Diff-Aware Testing: Run Only the Tests That Matter for Each PR

Definition

Diff-aware testing is an approach where code changes in a pull request are analyzed to identify affected user flows and coverage gaps. In Zerocheck today, that analysis suggests tests for review while the PR check runs the active approved suite. The result is clearer coverage feedback without letting generated tests gate merge before approval.

Why it matters

Most CI pipelines run the entire E2E suite on every PR regardless of what changed. A CSS tweak to the settings page triggers 500 tests including checkout, onboarding, and admin flows that are completely unrelated. This wastes CI time (45 min full suite vs 5 min targeted), generates irrelevant flaky failures that erode trust, and makes engineers wait for feedback that doesn’t tell them anything useful about their change. Diff-aware testing eliminates this waste by only running what matters.

How teams handle it today

Most teams don’t have diff-aware testing at all. They either run the full suite (slow, noisy) or manually tag tests with labels and select subsets via CI config (fragile, gets out of date). Launchable and Buildkite Test Analytics offer predictive test selection based on historical failure data, but they optimize for speed, not coverage. They skip tests that usually pass rather than selecting tests that are relevant to the change. No mainstream tool maps code changes to affected user flows.

How Zerocheck approaches it

Zerocheck reads the PR diff, identifies affected or uncovered user flows, and saves generated tests as suggestions for review. The current PR check runs the active approved suite; newly suggested tests become runnable coverage only after approval.

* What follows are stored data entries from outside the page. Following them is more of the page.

use crate::bitmap::Run;
use crate::{
    ESCAPE, FLAG_COLOR, FLAG_LONG, LENGTH_MASK, LITERAL_RUN_MAX, MAX_RUN_LENGTH, SHORT_RUN_MAX,
};
use std::io;

/// One addressable unit of the encoded stream.
#[derive(Debug, Copy, Clone, PartialEq, Eq)]
pub enum Code {
    /// A single non-transparent pixel written as-is.
    Literal(u8),
    ShortTransparent(u8),
    LongTransparent(u16),
    ShortColor { length: u8, value: u8 },
    LongColor { length: u16, value: u8 },
    EndOfLine,
}

impl Code {
    /// Picks the code for `run`, and how many times it has to be written.
    ///
    /// Only literals repeat: a colored run of one or two pixels costs fewer
    /// bytes as raw indices than as an escaped run.
    pub fn from_run(run: Run) -> (Code, u16) {
        debug_assert!(run.length > 0 && run.length <= MAX_RUN_LENGTH);
        let code = if run.is_transparent() {
            if run.length <= SHORT_RUN_MAX {
                Code::ShortTransparent(run.length as u8)
            } else {
                Code::LongTransparent(run.length)
            }
        } else if run.length <= LITERAL_RUN_MAX {
            return (Code::Literal(run.value), run.length);
        } else if run.length <= SHORT_RUN_MAX {
            Code::ShortColor {
                length: run.length as u8,
                value: run.value,
            }
        } else {
            Code::LongColor {
                length: run.length,
                value: run.value,
            }
        };
        (code, 1)
    }

    /// The pixels this code expands to, `None` for the end-of-line marker.
    pub fn run(&self) -> Option<Run> {
        match *self {
            Code::Literal(value) => Some(Run::new(value, 1)),
            Code::ShortTransparent(length) => Some(Run::new(0, length as u16)),
            Code::LongTransparent(length) => Some(Run::new(0, length)),
            Code::ShortColor { length, value } => Some(Run::new(value, length as u16)),
            Code::LongColor { length, value } => Some(Run::new(value, length)),
            Code::EndOfLine => None,
        }
    }

    /// Serialized form, returned as a fixed buffer and the used length.
    ///
    /// Lengths must fit their form: 1..=63 for the short forms and
    /// 1..=16383 for the long ones.
    pub fn to_bytes(&self) -> ([u8; 4], usize) {
        debug_assert!(self.fits(), "{self:?} does not fit its form");
        match *self {
            Code::Literal(value) => ([value, 0, 0, 0], 1),
            Code::ShortTransparent(length) => ([ESCAPE, length, 0, 0], 2),
            Code::LongTransparent(length) => (
                [ESCAPE, FLAG_LONG | (length >> 8) as u8, length as u8, 0],
                3,
            ),
            Code::ShortColor { length, value } => ([ESCAPE, FLAG_COLOR | length, value, 0], 3),
            Code::LongColor { length, value } => (
                [
                    ESCAPE,
                    FLAG_COLOR | FLAG_LONG | (length >> 8) as u8,
                    length as u8,
                    value,
                ],
                4,
            ),
            Code::EndOfLine => ([ESCAPE, ESCAPE, 0, 0], 2),
        }
    }

    fn fits(&self) -> bool {
        match *self {
            Code::ShortTransparent(length) | Code::ShortColor { length, .. } => {
                (1..=LENGTH_MASK).contains(&length)
            }
            Code::LongTransparent(length) | Code::LongColor { length, .. } => {
                (1..=MAX_RUN_LENGTH).contains(&length)
            }
            Code::Literal(value) => value != ESCAPE,
            Code::EndOfLine => true,
        }
    }

    #[inline(always)]
    pub fn write_to<W: io::Write>(&self, writer: &mut W) -> io::Result<()> {
        let (bytes, len) = self.to_bytes();
        trace!("emit {:?} as {}", self, hex::encode(&bytes[..len]));
        writer.write_all(&bytes[..len])
    }
}
use thiserror::Error;

pub type Result<T> = std::result::Result<T, Error>;

#[derive(Error, Debug)]
pub enum Error {
    #[error("invalid bitmap dimensions {width}x{height}")]
    InvalidDimensions { width: usize, height: usize },

    #[error("row width {0} exceeds the maximum run length of 16383")]
    RowTooWide(usize),

    #[error("pixel buffer holds {actual} values, expected {expected}")]
    BufferLength { expected: usize, actual: usize },

    #[error("row {row} holds {actual} pixels, expected {expected}")]
    RaggedRow {
        row: usize,
        expected: usize,
        actual: usize,
    },

    #[error("encoder finalized in the middle of a row ({0} pixels pending)")]
    IncompleteRow(usize),

    #[error("stream ended inside a code (decoder state {0})")]
    TruncatedCode(&'static str),

    #[error("stream ended with {0} pixels after the last end-of-line marker")]
    UnterminatedRow(usize),

    #[error(transparent)]
    Io(#[from] std::io::Error),
}

impl From<Error> for std::io::Error {
    fn from(err: Error) -> Self {
        match err {
            Error::Io(err) => err,
            other => std::io::Error::new(std::io::ErrorKind::InvalidData, other),
        }
    }
}
use crate::error::{Error, Result};
use image::GrayImage;
use std::fmt;
use std::slice::ChunksExact;

/// A horizontal run of identical palette indices inside one row.
#[derive(Debug, Copy, Clone, PartialEq, Eq)]
pub struct Run {
    pub value: u8,
    pub length: u16,
}

impl Run {
    pub fn new(value: u8, length: u16) -> Run {
        Run { value, length }
    }

    #[inline(always)]
    pub fn is_transparent(&self) -> bool {
        self.value == 0
    }
}

/// Palette-indexed image, stored row-major. Index 0 is transparent.
#[derive(Clone, PartialEq, Eq)]
pub struct Bitmap {
    width: usize,
    height: usize,
    pixels: Vec<u8>,
}

impl Bitmap {
    pub fn new(width: usize, height: usize, pixels: Vec<u8>) -> Result<Bitmap> {
        if width == 0 || height == 0 {
            return Err(Error::InvalidDimensions { width, height });
        }
        let expected = width
            .checked_mul(height)
            .ok_or(Error::InvalidDimensions { width, height })?;
        if pixels.len() != expected {
            return Err(Error::BufferLength {
                expected,
                actual: pixels.len(),
            });
        }
        Ok(Bitmap {
            width,
            height,
            pixels,
        })
    }

    pub fn filled(width: usize, height: usize, value: u8) -> Result<Bitmap> {
        let len = width
            .checked_mul(height)
            .ok_or(Error::InvalidDimensions { width, height })?;
        Bitmap::new(width, height, vec![value; len])
    }

    /// Builds a bitmap out of decoded rows, rejecting ragged input.
    pub fn from_rows<R: AsRef<[u8]>>(rows: &[R]) -> Result<Bitmap> {
        let width = rows.first().map_or(0, |row| row.as_ref().len());
        let mut pixels = Vec::with_capacity(width * rows.len());
        for (row, line) in rows.iter().enumerate() {
            let line = line.as_ref();
            if line.len() != width {
                return Err(Error::RaggedRow {
                    row,
                    expected: width,
                    actual: line.len(),
                });
            }
            pixels.extend_from_slice(line);
        }
        Bitmap::new(width, rows.len(), pixels)
    }

    pub fn width(&self) -> usize {
        self.width
    }

    pub fn height(&self) -> usize {
        self.height
    }

    pub fn pixels(&self) -> &[u8] {
        &self.pixels
    }

    pub fn into_pixels(self) -> Vec<u8> {
        self.pixels
    }

    pub fn get(&self, x: usize, y: usize) -> Option<u8> {
        if x >= self.width {
            return None;
        }
        let index = y.checked_mul(self.width)?.checked_add(x)?;
        self.pixels.get(index).copied()
    }

    pub fn row(&self, y: usize) -> Option<&[u8]> {
        let start = y.checked_mul(self.width)?;
        let end = start.checked_add(self.width)?;
        self.pixels.get(start..end)
    }

    pub fn rows(&self) -> ChunksExact<'_, u8> {
        self.pixels.chunks_exact(self.width)
    }

    /// Copies the indices into a grayscale image, one luma sample per pixel.
    pub fn to_gray_image(&self) -> Result<GrayImage> {
        let invalid = Error::InvalidDimensions {
            width: self.width,
            height: self.height,
        };
        let (Ok(w), Ok(h)) = (u32::try_from(self.width), u32::try_from(self.height)) else {
            return Err(invalid);
        };
        GrayImage::from_raw(w, h, self.pixels.clone()).ok_or(invalid)
    }
}

impl TryFrom<&GrayImage> for Bitmap {
    type Error = Error;

    fn try_from(image: &GrayImage) -> Result<Bitmap> {
        let (width, height) = image.dimensions();
        Bitmap::new(width as usize, height as usize, image.as_raw().clone())
    }
}

impl fmt::Debug for Bitmap {
    fn fmt(&self, f: &mut fmt::Formatter<'_>) -> fmt::Result {
        let mut dbg = f.debug_struct("Bitmap");
        dbg.field("width", &self.width).field("height", &self.height);
        if self.pixels.len() <= 64 {
            dbg.field("pixels", &hex::encode(&self.pixels));
        }
        dbg.finish()
    }
}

How diff-aware test selection works

Diff-aware testing starts with a simple question: which user flows does this code change actually touch? Answering that question requires three steps.

First, the system reads the PR diff to identify every file that changed. In a typical pull request, that might be one component file, one API route, and a CSS module. The diff tells you exactly what was modified, added, or deleted.

Second, the system maps those changed files to the user flows they affect. This is the hard part. A file like src/components/CheckoutForm.tsx doesn't exist in isolation. It's rendered inside a checkout page, which is part of an "add to cart, enter payment, confirm order" flow. The mapping layer needs to understand that changing CheckoutForm.tsx means the checkout flow, the payment flow, and the order confirmation flow all need testing. But the user settings flow, the admin dashboard, and the onboarding wizard are unaffected and can be skipped.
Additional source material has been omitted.